Task to carry out: I would like each line of the data that holds the word "TraceLayer" copied out.

Provided data:
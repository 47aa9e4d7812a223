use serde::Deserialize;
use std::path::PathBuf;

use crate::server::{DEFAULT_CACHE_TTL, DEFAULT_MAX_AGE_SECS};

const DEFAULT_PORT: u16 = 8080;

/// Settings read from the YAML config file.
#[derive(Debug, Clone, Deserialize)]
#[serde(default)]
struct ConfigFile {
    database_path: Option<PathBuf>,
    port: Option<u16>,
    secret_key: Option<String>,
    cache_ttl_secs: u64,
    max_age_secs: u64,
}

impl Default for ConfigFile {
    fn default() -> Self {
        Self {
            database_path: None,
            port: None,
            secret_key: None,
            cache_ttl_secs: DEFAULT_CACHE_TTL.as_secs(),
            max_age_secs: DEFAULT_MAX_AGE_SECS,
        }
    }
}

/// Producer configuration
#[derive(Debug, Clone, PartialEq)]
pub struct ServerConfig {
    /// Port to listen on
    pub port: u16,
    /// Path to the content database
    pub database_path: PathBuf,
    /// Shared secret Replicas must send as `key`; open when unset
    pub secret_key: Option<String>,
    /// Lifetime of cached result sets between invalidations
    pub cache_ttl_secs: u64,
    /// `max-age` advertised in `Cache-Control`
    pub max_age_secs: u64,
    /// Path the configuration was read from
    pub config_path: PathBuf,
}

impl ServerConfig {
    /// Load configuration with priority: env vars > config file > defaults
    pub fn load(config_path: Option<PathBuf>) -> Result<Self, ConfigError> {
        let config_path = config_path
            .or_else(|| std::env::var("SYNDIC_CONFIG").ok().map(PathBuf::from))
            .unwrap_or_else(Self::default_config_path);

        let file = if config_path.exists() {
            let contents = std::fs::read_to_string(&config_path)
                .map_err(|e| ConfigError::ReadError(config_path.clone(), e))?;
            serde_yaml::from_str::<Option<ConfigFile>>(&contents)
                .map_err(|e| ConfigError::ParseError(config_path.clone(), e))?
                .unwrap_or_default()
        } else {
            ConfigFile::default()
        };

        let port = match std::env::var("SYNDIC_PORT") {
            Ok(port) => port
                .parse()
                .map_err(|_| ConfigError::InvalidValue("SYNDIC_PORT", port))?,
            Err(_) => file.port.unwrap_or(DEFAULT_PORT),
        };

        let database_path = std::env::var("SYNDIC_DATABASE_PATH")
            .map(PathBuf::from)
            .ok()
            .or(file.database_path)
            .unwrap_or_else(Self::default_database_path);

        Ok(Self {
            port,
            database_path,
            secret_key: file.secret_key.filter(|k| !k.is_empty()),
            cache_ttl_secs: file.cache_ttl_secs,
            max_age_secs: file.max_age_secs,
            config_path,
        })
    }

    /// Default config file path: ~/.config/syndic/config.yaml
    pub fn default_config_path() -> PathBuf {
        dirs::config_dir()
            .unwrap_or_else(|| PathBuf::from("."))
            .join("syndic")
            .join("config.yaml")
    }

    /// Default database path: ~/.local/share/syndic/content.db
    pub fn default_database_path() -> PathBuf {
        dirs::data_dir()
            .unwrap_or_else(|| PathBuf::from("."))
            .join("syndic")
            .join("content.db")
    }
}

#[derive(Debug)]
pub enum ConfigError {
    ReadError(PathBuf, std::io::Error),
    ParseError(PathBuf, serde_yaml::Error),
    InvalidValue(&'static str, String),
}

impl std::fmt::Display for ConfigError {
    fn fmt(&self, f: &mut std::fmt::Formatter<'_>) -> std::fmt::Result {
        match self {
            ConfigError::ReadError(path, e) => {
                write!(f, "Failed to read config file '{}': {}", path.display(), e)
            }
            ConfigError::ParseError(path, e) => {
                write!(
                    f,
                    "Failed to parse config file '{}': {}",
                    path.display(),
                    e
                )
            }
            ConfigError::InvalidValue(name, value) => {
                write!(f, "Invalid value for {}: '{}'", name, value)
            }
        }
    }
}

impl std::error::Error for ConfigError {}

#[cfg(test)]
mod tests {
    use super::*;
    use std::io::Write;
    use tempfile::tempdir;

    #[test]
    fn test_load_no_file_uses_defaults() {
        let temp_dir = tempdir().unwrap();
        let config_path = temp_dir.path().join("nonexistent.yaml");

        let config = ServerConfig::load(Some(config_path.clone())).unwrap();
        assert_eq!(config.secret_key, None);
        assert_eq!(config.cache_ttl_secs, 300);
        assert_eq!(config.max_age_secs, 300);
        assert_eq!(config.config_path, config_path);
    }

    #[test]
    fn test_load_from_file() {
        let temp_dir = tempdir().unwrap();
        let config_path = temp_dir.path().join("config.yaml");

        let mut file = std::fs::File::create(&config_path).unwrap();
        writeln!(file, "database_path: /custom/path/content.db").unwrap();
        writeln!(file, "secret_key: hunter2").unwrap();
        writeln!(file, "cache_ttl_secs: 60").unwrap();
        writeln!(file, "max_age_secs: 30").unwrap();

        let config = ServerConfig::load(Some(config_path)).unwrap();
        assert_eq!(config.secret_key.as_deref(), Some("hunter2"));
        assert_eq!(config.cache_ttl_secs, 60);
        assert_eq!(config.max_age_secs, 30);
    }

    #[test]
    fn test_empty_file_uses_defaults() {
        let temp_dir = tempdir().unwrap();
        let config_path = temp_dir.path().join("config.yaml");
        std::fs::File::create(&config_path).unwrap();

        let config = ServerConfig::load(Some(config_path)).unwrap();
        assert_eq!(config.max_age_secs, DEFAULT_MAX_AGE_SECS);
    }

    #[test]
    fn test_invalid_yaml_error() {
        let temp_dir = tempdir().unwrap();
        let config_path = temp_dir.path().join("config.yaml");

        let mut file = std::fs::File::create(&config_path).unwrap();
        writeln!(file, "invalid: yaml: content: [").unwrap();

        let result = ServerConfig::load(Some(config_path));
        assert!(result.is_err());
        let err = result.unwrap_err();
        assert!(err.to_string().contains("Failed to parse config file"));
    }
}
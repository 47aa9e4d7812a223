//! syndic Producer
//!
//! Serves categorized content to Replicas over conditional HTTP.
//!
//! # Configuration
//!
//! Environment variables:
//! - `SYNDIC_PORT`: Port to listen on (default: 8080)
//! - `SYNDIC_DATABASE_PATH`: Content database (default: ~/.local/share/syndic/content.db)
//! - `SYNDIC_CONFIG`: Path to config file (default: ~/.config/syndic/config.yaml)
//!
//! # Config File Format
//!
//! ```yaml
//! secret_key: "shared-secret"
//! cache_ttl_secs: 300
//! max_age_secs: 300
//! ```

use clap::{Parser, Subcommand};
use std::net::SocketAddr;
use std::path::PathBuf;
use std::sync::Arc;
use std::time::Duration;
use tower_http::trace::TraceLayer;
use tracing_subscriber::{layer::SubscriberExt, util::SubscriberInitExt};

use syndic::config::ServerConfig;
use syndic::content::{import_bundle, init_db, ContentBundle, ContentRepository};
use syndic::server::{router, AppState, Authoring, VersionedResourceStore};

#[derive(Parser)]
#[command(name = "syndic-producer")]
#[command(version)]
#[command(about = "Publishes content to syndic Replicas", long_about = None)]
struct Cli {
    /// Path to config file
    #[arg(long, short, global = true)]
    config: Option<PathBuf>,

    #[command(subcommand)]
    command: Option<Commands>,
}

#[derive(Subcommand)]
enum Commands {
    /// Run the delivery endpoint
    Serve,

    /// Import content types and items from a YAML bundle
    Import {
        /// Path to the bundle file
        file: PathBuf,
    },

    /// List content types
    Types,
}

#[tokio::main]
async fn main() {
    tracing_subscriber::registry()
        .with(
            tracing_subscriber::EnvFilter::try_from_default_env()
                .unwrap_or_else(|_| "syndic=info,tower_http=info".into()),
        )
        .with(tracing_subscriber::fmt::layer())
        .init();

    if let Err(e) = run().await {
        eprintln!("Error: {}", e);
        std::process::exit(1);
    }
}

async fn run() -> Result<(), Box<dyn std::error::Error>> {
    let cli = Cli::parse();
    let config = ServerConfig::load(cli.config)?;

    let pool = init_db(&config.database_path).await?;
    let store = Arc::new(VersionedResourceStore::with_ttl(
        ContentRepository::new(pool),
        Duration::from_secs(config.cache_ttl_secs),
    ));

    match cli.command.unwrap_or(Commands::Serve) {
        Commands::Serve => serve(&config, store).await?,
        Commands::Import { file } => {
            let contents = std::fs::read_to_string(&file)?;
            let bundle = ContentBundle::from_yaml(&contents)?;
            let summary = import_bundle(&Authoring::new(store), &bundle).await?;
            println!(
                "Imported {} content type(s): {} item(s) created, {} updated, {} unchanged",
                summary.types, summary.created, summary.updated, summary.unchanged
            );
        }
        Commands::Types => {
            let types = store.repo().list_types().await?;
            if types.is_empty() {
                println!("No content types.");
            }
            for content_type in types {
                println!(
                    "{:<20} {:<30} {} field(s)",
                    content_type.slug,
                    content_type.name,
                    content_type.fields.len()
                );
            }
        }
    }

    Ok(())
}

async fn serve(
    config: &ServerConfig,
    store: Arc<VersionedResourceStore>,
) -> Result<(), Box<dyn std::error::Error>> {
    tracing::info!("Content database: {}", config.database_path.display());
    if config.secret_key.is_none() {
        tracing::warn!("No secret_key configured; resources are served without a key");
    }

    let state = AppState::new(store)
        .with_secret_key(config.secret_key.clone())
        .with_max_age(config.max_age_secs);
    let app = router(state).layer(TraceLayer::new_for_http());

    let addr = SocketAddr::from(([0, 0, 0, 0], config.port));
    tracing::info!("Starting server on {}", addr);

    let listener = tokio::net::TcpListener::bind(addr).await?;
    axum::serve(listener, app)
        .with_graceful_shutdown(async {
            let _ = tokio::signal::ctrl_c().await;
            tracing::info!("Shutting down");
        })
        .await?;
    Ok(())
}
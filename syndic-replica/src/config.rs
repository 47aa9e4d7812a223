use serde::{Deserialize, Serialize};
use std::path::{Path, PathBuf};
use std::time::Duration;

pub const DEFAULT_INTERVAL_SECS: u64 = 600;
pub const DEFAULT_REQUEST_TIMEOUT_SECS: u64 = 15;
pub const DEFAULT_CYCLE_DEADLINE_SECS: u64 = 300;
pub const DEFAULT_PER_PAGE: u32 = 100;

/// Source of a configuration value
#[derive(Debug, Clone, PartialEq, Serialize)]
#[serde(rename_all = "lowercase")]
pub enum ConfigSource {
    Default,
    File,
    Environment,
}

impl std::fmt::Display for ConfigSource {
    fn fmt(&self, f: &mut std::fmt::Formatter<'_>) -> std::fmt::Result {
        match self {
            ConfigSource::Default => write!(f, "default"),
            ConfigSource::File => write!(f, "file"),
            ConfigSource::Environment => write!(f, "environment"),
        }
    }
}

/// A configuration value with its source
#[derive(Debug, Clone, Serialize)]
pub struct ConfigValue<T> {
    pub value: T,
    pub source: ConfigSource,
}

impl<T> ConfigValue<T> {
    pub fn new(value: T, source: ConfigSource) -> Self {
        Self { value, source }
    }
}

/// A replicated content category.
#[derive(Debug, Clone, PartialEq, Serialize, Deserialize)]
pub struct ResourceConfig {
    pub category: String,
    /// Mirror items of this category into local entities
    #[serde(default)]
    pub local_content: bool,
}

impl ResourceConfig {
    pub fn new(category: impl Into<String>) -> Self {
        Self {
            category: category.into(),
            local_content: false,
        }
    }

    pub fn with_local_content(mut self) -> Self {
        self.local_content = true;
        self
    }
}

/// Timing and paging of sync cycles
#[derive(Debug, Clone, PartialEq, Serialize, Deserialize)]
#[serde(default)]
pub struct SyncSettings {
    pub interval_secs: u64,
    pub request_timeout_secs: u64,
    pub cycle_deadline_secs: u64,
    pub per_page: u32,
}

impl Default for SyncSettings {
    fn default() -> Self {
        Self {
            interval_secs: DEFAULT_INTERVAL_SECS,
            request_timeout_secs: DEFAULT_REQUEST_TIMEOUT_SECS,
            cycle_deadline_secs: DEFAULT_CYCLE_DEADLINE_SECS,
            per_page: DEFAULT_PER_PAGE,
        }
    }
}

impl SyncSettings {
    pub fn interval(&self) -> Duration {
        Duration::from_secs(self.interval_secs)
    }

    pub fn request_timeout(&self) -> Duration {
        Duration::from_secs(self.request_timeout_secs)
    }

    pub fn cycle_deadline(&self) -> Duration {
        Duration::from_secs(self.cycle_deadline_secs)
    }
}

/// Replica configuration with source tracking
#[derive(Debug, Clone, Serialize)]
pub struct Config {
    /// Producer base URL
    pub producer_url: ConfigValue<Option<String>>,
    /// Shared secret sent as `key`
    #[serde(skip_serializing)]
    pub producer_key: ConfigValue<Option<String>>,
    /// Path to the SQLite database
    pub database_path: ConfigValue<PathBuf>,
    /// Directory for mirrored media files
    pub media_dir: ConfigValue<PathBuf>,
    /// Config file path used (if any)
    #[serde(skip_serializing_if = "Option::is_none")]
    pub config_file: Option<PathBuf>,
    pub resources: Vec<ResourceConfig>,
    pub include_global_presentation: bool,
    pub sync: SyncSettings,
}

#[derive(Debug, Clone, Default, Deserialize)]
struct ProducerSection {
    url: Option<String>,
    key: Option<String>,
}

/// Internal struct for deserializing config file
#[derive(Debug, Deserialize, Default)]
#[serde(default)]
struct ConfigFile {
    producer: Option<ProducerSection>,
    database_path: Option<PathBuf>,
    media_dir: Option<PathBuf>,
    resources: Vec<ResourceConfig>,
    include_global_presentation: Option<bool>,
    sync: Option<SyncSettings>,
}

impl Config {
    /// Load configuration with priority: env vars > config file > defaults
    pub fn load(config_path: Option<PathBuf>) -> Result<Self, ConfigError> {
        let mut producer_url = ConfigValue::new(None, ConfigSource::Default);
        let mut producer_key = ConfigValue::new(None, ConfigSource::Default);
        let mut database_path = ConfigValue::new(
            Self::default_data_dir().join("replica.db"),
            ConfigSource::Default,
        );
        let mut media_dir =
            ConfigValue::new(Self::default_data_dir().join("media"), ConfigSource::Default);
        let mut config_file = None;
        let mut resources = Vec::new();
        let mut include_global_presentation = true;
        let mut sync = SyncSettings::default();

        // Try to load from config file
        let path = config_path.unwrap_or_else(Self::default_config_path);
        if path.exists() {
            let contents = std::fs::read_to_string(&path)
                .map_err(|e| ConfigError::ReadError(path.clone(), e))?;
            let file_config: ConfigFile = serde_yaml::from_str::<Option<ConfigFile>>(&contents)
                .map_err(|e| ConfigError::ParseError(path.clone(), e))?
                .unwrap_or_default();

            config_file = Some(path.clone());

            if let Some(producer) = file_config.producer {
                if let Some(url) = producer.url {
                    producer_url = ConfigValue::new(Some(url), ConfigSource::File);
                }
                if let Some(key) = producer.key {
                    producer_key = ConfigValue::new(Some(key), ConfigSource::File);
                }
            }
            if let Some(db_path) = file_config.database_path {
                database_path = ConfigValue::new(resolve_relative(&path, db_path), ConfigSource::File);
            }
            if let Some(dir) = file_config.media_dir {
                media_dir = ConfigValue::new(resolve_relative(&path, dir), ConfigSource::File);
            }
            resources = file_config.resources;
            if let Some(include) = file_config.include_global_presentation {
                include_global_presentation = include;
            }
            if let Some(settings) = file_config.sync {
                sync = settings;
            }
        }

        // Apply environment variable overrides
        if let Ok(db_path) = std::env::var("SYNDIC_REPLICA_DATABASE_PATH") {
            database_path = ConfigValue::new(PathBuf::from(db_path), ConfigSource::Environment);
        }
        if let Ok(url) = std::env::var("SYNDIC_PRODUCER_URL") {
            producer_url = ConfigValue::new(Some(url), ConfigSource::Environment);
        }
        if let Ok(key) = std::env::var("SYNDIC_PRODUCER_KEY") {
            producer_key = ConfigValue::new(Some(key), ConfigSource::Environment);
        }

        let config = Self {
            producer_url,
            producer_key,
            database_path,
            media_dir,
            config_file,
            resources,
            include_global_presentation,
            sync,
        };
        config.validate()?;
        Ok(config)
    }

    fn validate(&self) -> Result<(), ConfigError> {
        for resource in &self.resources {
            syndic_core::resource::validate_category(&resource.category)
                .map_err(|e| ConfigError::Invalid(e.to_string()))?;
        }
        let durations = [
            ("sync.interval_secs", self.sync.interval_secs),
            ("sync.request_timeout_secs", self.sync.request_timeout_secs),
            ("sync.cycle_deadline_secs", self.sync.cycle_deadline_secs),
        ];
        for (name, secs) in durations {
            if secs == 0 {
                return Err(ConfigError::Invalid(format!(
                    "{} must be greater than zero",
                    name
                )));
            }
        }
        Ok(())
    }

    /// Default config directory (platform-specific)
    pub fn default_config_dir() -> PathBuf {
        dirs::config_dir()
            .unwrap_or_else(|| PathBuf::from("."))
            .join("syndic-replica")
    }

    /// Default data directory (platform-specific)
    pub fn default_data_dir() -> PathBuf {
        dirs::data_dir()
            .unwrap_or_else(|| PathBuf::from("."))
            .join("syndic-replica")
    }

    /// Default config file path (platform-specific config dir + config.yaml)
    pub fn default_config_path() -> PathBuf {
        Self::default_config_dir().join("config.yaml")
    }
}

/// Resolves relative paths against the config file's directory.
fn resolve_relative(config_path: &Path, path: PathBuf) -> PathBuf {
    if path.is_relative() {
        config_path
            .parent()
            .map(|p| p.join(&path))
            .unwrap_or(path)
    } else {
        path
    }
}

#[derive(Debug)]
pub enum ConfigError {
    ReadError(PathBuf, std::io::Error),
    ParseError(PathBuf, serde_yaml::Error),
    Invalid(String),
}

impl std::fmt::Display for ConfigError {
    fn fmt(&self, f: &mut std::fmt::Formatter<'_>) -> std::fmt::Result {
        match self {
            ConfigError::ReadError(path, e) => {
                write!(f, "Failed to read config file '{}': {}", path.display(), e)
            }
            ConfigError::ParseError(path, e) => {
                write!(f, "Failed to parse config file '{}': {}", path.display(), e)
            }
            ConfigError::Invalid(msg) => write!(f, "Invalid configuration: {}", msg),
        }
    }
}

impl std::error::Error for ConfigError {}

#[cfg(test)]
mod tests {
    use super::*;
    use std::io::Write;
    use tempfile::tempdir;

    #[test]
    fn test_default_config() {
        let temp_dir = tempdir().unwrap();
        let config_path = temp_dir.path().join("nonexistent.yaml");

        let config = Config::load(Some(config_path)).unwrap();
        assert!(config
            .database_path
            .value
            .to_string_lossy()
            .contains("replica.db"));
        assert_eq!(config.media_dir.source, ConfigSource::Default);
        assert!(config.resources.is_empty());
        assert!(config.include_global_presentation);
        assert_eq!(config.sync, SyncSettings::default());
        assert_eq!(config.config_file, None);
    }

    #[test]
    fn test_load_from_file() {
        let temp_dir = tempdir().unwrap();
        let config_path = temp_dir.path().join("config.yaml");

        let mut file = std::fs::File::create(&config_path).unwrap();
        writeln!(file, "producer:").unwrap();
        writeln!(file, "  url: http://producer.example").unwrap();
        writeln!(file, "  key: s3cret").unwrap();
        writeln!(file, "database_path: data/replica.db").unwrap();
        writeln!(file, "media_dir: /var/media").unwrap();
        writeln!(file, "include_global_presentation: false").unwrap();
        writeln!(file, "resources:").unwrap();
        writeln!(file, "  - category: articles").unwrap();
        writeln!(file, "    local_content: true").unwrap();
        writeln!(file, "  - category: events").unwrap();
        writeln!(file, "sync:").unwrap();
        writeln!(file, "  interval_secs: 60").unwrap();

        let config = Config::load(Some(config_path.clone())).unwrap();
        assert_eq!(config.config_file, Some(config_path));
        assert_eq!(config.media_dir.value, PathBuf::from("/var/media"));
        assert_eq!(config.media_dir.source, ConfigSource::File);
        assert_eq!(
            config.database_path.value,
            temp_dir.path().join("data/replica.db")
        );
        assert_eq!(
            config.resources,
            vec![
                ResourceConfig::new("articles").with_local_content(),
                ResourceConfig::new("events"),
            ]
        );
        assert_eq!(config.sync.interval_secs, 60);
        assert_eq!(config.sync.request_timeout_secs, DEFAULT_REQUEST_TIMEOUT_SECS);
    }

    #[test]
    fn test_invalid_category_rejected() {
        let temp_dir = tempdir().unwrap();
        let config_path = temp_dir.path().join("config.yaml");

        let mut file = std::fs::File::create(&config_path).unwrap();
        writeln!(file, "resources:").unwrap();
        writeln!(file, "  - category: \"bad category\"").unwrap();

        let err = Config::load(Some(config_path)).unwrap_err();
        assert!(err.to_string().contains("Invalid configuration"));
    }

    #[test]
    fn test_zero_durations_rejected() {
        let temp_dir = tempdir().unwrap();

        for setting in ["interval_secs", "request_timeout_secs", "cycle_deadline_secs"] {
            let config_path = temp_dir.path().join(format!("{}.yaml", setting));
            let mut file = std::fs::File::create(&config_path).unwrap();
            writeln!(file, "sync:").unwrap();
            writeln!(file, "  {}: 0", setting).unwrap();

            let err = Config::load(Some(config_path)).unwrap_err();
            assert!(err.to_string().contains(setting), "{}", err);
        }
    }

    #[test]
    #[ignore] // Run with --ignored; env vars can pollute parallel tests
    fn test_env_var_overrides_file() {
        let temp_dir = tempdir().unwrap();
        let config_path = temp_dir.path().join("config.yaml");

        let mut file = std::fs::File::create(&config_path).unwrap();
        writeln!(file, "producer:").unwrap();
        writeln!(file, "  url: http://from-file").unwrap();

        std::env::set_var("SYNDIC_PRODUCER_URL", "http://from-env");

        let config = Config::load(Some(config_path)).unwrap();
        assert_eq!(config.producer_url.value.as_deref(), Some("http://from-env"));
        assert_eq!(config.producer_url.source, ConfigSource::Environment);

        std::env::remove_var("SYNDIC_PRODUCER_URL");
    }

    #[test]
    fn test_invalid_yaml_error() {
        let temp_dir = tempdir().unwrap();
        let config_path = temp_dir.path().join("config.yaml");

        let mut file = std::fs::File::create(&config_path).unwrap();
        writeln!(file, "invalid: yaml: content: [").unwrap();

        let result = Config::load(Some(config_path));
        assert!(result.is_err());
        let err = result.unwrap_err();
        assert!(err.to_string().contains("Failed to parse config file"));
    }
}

Result for this task:
use tower_http::trace::TraceLayer;
    let app = router(state).layer(TraceLayer::new_for_http());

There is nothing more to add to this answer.